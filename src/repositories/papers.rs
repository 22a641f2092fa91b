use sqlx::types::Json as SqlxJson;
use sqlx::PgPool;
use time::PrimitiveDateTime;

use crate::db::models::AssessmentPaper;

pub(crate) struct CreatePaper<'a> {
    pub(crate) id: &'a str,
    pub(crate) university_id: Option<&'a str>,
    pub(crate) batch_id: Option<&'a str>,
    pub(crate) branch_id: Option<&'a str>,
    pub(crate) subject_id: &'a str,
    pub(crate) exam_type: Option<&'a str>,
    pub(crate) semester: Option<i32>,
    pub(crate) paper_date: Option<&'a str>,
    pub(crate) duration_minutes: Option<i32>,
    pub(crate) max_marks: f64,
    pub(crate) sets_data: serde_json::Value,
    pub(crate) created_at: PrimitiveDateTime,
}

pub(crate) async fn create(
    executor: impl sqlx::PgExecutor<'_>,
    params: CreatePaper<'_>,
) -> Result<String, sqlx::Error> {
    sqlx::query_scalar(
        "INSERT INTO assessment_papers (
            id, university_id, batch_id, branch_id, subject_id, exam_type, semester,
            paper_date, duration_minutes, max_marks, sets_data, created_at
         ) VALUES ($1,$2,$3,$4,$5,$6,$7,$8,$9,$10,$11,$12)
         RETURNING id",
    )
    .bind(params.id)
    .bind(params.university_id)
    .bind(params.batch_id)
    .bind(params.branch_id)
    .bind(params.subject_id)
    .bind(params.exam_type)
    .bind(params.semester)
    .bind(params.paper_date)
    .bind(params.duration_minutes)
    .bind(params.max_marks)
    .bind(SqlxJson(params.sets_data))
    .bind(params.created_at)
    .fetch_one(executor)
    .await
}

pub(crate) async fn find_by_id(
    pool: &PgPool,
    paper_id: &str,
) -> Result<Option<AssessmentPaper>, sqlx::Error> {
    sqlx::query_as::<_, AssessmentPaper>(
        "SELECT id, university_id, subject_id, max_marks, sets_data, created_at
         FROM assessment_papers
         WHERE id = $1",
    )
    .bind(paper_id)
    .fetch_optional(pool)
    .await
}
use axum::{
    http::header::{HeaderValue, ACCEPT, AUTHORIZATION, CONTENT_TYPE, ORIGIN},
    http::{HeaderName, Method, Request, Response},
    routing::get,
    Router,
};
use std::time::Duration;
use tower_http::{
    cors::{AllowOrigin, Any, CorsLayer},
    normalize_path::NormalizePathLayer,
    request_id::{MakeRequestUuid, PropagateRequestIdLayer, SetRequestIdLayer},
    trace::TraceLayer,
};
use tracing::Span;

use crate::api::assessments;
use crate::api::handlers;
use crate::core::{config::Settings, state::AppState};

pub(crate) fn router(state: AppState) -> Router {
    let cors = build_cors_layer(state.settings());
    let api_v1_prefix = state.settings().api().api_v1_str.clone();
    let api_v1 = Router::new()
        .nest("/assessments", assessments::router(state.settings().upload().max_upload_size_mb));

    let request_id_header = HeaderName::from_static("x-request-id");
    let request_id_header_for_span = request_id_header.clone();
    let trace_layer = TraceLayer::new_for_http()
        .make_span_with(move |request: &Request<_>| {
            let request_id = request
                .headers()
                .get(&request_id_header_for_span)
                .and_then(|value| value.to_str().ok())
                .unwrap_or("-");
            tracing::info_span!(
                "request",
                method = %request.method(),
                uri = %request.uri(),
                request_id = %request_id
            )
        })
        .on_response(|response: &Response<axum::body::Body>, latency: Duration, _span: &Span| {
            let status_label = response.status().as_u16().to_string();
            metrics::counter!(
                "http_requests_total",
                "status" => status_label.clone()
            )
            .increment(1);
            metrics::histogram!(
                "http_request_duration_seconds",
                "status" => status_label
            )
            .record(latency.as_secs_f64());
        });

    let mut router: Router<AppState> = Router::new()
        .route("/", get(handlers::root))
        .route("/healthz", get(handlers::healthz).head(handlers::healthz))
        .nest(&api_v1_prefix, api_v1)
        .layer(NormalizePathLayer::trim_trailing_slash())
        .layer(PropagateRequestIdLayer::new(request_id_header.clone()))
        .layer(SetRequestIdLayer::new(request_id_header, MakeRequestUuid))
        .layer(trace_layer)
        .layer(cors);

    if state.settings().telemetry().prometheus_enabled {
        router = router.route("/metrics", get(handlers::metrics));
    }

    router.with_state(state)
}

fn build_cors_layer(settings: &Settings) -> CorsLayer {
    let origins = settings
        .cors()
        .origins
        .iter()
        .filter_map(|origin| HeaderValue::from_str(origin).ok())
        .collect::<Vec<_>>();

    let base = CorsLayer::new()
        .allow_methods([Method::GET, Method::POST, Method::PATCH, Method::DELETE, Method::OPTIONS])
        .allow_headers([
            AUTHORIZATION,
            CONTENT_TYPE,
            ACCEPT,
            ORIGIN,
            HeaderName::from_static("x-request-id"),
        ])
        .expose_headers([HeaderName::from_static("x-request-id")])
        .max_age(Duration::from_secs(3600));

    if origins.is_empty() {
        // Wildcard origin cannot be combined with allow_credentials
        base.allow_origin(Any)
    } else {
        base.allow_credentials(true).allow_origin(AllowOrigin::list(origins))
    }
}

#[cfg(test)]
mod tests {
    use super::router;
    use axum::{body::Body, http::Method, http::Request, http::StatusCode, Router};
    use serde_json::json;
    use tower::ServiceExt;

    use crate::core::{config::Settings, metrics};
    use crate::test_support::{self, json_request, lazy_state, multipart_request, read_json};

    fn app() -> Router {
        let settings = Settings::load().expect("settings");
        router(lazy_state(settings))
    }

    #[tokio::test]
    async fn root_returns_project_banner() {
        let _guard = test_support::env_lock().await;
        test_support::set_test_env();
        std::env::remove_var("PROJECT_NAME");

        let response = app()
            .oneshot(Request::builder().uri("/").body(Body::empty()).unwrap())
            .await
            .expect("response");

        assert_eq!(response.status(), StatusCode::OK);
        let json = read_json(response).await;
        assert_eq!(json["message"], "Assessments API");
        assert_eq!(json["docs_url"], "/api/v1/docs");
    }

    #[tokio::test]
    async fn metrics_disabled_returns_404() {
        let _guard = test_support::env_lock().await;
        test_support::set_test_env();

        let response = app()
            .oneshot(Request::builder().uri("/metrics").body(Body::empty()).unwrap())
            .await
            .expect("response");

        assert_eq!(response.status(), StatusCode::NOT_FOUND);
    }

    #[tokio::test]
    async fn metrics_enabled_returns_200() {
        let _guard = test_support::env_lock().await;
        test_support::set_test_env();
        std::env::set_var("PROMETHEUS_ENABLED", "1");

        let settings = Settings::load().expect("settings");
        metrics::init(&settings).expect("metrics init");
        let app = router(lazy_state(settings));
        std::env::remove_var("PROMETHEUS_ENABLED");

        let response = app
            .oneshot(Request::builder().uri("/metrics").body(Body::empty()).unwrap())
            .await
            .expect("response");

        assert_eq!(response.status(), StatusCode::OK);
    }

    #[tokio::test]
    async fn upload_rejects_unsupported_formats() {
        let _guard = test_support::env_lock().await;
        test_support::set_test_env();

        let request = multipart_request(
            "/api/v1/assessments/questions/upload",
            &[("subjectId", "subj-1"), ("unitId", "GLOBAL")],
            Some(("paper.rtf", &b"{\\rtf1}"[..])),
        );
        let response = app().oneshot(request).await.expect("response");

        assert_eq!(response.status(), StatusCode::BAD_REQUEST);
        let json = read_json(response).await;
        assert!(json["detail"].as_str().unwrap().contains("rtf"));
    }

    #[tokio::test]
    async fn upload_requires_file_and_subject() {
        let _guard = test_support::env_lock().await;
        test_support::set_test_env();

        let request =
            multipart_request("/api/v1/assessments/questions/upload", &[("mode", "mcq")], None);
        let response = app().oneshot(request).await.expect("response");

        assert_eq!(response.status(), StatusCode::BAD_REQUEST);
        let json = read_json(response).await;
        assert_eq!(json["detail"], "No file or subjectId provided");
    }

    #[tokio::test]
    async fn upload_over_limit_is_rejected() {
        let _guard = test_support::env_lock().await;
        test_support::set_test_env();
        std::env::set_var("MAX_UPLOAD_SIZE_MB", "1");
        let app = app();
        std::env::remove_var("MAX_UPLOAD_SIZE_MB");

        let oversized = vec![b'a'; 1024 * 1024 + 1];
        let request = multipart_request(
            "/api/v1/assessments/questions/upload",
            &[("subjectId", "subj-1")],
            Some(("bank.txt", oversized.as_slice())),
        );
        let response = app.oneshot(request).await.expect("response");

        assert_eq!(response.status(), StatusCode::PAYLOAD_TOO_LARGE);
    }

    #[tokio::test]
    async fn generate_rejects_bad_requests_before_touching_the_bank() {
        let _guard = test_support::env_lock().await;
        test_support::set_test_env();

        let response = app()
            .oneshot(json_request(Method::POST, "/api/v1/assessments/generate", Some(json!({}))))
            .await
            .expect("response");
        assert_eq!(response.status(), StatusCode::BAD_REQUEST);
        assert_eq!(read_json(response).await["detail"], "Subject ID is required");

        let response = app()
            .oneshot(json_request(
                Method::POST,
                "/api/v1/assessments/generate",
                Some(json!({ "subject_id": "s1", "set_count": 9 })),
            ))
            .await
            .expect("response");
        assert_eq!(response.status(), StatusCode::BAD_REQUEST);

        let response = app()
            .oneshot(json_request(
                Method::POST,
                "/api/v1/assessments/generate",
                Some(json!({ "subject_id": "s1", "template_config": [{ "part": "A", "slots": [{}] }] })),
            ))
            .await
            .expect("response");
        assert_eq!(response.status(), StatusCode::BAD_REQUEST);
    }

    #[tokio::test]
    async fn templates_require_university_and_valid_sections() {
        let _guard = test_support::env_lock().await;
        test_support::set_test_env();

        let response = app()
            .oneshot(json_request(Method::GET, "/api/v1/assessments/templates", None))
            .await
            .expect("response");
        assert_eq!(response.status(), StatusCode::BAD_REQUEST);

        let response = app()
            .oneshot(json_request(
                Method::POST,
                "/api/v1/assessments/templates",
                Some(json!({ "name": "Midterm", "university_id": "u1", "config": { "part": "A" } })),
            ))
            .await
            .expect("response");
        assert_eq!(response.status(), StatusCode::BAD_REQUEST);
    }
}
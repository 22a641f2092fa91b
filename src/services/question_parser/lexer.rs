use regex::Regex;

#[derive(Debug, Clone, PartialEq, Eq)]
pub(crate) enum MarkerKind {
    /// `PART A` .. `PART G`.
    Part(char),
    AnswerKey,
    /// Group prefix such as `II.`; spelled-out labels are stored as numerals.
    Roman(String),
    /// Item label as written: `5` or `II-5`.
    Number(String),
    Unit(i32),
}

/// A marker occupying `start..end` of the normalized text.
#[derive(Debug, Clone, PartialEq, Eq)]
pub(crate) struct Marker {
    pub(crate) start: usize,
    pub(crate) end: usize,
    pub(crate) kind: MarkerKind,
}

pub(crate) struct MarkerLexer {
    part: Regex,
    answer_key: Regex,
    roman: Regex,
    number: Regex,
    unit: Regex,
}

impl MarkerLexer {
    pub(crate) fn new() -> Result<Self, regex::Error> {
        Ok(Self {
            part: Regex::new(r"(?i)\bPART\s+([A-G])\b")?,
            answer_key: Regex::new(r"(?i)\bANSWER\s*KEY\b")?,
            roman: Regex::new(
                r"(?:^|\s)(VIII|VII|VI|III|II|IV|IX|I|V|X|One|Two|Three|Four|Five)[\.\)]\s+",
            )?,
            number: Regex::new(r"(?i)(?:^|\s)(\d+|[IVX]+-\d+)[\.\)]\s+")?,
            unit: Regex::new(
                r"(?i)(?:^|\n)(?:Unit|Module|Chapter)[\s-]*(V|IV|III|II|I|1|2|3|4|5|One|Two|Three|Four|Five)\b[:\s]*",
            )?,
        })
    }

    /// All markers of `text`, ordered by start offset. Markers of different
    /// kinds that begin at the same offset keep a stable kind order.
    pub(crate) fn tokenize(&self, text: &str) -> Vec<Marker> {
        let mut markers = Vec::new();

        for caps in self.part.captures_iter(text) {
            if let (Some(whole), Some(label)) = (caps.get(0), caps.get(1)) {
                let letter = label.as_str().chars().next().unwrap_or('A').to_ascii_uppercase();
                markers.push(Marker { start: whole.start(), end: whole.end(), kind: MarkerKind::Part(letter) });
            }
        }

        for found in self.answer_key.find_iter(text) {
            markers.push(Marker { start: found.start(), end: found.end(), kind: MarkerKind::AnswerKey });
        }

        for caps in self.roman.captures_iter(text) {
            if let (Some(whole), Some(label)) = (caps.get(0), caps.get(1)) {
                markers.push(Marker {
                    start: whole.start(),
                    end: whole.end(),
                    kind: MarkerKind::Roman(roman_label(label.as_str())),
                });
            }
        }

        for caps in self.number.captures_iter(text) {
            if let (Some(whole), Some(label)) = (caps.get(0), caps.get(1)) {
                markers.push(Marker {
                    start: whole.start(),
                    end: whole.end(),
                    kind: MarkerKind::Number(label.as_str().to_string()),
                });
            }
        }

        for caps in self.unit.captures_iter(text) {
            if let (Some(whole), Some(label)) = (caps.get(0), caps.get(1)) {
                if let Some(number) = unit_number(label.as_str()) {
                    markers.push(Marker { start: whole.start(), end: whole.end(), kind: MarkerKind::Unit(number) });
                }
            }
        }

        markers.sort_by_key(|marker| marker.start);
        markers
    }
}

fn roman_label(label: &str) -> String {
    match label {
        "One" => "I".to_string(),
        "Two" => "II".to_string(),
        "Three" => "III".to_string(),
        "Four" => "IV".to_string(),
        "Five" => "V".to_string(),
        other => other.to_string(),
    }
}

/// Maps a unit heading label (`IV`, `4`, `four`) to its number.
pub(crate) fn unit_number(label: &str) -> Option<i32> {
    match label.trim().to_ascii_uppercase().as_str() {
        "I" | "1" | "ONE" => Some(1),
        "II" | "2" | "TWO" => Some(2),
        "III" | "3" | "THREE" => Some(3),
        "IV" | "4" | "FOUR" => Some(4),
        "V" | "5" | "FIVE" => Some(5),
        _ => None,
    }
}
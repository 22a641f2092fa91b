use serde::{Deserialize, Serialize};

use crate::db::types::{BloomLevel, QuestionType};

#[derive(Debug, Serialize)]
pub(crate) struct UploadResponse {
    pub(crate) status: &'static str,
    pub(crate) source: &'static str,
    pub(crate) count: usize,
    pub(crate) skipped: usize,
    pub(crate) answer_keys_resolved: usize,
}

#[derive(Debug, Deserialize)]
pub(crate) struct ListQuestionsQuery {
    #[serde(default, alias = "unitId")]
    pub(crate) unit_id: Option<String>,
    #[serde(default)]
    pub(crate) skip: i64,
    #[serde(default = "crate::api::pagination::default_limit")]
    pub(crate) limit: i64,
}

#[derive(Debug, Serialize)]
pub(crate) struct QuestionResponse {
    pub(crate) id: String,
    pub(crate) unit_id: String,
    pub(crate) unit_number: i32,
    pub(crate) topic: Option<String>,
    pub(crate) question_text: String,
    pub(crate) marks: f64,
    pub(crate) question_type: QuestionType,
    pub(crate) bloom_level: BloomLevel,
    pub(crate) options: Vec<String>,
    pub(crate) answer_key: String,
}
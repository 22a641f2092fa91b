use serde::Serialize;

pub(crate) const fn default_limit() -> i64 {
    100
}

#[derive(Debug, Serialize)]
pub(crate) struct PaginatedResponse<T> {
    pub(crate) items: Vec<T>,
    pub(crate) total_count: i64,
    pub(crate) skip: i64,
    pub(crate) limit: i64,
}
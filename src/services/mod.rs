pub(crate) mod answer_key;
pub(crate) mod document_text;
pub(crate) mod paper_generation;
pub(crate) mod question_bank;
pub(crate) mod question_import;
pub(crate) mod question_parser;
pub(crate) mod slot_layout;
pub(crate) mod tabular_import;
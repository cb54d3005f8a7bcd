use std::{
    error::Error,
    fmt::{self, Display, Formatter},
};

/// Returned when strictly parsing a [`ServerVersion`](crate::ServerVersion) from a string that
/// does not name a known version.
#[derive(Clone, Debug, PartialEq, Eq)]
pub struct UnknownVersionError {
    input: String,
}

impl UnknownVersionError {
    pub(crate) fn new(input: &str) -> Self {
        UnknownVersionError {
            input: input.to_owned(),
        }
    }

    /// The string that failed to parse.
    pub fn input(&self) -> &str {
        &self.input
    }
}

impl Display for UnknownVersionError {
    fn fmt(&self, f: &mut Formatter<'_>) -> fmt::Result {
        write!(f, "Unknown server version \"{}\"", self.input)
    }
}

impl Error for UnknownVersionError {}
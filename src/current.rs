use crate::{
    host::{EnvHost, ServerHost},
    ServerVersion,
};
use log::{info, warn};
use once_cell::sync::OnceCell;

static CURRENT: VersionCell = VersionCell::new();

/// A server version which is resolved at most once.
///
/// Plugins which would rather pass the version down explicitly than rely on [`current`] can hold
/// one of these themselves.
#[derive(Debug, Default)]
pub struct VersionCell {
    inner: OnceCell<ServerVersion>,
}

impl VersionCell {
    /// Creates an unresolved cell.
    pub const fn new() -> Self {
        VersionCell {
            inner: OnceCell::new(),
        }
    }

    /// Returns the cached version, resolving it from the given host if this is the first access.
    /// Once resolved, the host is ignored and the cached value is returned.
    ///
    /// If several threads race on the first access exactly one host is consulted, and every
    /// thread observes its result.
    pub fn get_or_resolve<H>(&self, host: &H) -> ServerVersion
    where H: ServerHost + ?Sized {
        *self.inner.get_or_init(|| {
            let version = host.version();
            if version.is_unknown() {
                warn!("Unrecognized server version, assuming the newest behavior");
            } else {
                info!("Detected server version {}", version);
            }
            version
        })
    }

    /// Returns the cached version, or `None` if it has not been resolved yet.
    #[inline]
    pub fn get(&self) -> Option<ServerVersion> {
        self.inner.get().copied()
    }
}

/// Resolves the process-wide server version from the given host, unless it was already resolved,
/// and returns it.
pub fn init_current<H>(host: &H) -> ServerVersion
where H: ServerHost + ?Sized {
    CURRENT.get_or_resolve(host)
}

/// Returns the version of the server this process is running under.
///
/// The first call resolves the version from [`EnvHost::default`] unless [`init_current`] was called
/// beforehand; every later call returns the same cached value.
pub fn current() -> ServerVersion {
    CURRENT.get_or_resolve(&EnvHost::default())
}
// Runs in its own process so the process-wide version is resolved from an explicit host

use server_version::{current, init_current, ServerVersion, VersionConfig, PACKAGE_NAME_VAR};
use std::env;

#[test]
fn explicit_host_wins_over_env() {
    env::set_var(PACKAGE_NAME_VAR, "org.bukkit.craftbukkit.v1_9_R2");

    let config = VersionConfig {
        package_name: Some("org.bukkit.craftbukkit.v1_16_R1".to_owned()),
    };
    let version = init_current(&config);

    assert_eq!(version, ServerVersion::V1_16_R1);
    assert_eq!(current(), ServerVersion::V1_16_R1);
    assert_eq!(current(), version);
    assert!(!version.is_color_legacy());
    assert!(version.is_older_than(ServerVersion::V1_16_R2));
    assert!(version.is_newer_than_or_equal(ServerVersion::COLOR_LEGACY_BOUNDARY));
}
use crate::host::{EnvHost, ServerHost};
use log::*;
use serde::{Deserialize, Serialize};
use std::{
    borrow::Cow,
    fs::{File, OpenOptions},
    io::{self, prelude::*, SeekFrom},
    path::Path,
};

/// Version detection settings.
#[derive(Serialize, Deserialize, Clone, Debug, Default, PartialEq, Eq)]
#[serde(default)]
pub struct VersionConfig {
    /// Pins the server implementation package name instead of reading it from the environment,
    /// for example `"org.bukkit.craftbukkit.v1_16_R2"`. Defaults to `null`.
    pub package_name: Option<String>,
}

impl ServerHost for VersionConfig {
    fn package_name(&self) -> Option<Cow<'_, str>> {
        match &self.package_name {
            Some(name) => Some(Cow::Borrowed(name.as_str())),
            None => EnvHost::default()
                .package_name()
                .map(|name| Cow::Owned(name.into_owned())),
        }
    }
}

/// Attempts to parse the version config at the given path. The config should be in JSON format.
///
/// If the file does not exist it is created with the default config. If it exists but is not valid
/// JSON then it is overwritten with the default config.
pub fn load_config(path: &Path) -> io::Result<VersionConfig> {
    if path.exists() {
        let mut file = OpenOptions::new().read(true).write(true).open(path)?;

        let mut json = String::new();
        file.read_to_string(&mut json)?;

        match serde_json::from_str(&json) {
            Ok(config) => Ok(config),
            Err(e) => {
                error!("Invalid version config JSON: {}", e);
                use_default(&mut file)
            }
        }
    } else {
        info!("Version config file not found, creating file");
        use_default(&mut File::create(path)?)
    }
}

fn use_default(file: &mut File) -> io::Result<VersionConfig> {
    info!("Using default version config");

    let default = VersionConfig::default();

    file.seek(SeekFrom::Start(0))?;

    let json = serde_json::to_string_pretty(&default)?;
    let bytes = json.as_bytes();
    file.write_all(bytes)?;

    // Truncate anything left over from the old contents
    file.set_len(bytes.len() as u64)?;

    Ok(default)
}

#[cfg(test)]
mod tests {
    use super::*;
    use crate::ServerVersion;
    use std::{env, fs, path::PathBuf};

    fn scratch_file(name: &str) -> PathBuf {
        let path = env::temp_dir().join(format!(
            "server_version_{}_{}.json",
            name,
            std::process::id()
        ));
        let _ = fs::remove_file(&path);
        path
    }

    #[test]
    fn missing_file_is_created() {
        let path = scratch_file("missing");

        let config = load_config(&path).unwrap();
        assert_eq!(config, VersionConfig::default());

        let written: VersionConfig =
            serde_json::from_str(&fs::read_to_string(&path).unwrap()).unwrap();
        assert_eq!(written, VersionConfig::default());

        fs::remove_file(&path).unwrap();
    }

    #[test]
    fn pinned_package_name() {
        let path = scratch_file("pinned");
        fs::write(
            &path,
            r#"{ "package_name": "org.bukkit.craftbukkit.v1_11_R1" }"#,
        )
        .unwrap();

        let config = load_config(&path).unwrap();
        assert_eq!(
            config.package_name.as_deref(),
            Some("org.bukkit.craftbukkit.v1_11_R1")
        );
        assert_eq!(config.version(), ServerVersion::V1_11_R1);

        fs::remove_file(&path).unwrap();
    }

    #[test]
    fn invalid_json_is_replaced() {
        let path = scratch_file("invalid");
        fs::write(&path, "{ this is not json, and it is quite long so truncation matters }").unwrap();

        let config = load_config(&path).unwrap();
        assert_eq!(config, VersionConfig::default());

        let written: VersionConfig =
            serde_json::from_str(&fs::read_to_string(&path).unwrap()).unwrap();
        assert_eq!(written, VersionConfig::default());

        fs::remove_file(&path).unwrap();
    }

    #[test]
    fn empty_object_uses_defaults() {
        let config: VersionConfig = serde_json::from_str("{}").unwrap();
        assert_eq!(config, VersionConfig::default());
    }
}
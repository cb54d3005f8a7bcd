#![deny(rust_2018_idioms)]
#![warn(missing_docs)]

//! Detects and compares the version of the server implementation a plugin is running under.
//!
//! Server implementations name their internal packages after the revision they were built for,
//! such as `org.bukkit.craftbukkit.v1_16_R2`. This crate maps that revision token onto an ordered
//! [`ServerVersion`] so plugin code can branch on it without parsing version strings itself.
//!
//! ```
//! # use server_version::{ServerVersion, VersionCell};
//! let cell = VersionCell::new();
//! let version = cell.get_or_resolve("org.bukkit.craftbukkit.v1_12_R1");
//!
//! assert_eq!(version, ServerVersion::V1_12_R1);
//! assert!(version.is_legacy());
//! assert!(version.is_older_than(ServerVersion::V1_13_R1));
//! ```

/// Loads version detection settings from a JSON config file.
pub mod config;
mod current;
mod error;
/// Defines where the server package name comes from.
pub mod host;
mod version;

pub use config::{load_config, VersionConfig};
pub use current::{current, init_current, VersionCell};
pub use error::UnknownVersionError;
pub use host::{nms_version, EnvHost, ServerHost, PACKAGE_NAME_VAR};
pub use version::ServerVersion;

**Work instruction:**
Could you return all lines from the records that include the word "OnceCell"?

**Final answer:**
use once_cell::sync::OnceCell;
    inner: OnceCell<ServerVersion>,
            inner: OnceCell::new(),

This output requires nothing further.